For the second part, I am tempted to consider the following diagram in the category of $R$-modules, where an isomorphism $F_R(S)\cong F_R(S^\prime)$ induces the rest of the horizontal isomorphisms. The problem is that the induced isomorphism $\frac{F_R(S)}{I\;F_R(S)}\cong \frac{F_R(S^\prime)}{I\;F_R(S^\prime)}$ is apriori only $R$-linear as opposed to $\frac{R}{I}$-linear, and the latter is needed to complete the exercise.

$$\require{AMScd} \begin{CD} I\; F_R(S) @>>> I\; F_R(S^\prime)\\ @VVV @VVV\\ F_R(S) @>>> F_R(S^\prime) \\ @VVV @VVV\\ \frac{F_R(S)}{I\;F_R(S)} @>>> \frac{F_R(S^\prime)}{I\;F_R(S^\prime)} \\ @VVV @VVV\\ F_{\frac{R}{I}}(S) @>>> F_{\frac{R}{I}}(S^\prime) \end{CD}$$

Question. What is the right way to deduce the $R/I$-linearity of the induced $\frac{F_R(S)}{I\;F_R(S)}\cong \frac{F_R(S^\prime)}{I\;F_R(S^\prime)}$ from the universal property of the quotient ring $R/I$?

Answer 1

Here's another way to prove that if $f:R\to S$ is a ring epimorphism, then scalar restriction $f^\ast$ is full. I think it is a bit more structural.

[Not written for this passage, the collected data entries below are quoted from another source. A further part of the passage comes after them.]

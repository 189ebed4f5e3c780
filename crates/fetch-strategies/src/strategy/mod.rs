//! # Strategy Module
//!
//! Cache/network strategies, available as plain combinator functions or
//! through enum dispatch.
//!
//! ## Available Strategies
//!
//! - `CN` - Cache, then network; both results forwarded
//! - `NC` - Network, then write a successful result into the cache
//! - `CNC` - Cache, then network, then write-back (default)
//! - `CorN` - First success, cache first; errors suppressed
//! - `NorC` - First success, network first; errors suppressed
//!
//! ## Example
//!
//! ```rust,ignore
//! use fetch_strategies::{Sources, Strategy};
//!
//! let sources = Sources::new()
//!     .cache(cache_lookup)
//!     .network(network_fetch)
//!     .write_back(cache_store);
//!
//! Strategy::CacheNetworkCache.execute(sources, |response| render(response))?;
//! ```

pub mod combinators;
pub mod dispatch;
#[cfg(feature = "tokio")]
pub mod stream;

pub use combinators::{
    cache_network_cache, cache_or_network, cache_then_network, network_or_cache,
    network_then_cache,
};
pub use dispatch::{SourceKind, Sources, Strategy};
#[cfg(feature = "tokio")]
pub use stream::ResponseStream;
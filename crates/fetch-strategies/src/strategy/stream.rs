//! Awaitable view over a strategy's forwarded responses.

use fetch_domain::SealedResponse;
use tokio::sync::mpsc;

use super::dispatch::{Sources, Strategy};
use crate::error::Result;

/// Responses forwarded by one strategy call, in forwarding order.
///
/// The stream ends once every continuation that could still forward a
/// response has run or been dropped. A source that never calls its
/// continuation keeps the stream open.
#[derive(Debug)]
pub struct ResponseStream<T> {
    rx: mpsc::UnboundedReceiver<SealedResponse<T>>,
}

impl<T> ResponseStream<T> {
    /// Wait for the next forwarded response, `None` once the strategy is done
    pub async fn recv(&mut self) -> Option<SealedResponse<T>> {
        self.rx.recv().await
    }

    /// Wait for the strategy to finish and return everything it forwarded
    pub async fn collect(mut self) -> Vec<SealedResponse<T>> {
        let mut responses = Vec::new();
        while let Some(response) = self.recv().await {
            responses.push(response);
        }
        responses
    }
}

impl Strategy {
    /// Run the strategy, receiving its responses through a [`ResponseStream`].
    ///
    /// # Errors
    ///
    /// Same as [`Strategy::execute`].
    pub fn responses<T>(self, sources: Sources<T>) -> Result<ResponseStream<T>>
    where
        T: Clone + Send + 'static,
    {
        let (tx, rx) = mpsc::unbounded_channel();
        self.execute(sources, move |response| {
            if tx.send(response).is_err() {
                tracing::trace!("Response stream dropped, discarding response");
            }
        })?;
        Ok(ResponseStream { rx })
    }
}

Let $X,Y$ be two $S$-modules and write $f^\ast X,f^\ast Y$ for their pulled back $R$-module structures. We want to prove any $R$-linear map $\varphi:f^\ast X\to f^\ast Y$ satisfies $s\varphi(x)=\varphi (sx)$. We shall do this universally by considering all such morphisms at once.

Recall ${}_{R}\mathsf{Mod}(f^\ast X,f^\ast Y)$ is an abelian group. As any abelian group, we may consider its endomorphism ring.

This endomorphism ring admits two ring morphisms from $S$, $$S\rightrightarrows \mathsf{Ab}({}_{R}\mathsf{Mod}(f^\ast X,f^\ast Y),{}_{R}\mathsf{Mod}(f^\ast X,f^\ast Y))$$ with one given by $s\mapsto (\varphi(x)\mapsto s \varphi(x))$ and the other by $s\mapsto (\varphi(x) \mapsto \varphi (sx))$. These are ring morphisms because $f^\ast X,f^\ast Y$ are $S$-modules. We want to show these two ring morphisms coincide.

I claim these ring morphisms coincide upon precomposing with $f:R\to S$.

$$R\to S\rightrightarrows \mathsf{Ab}({}_{R}\mathsf{Mod}(f^\ast X,f^\ast Y),{}_{R}\mathsf{Mod}(f^\ast X,f^\ast Y))$$ Indeed this amounts to the equation $f(r)\varphi(x)=\varphi(f(r)x)$ which holds because $X,Y$ are $S$-modules. We now apply the fact $f$ is epic to conclude the two of $S$-actions were already equal, as desired.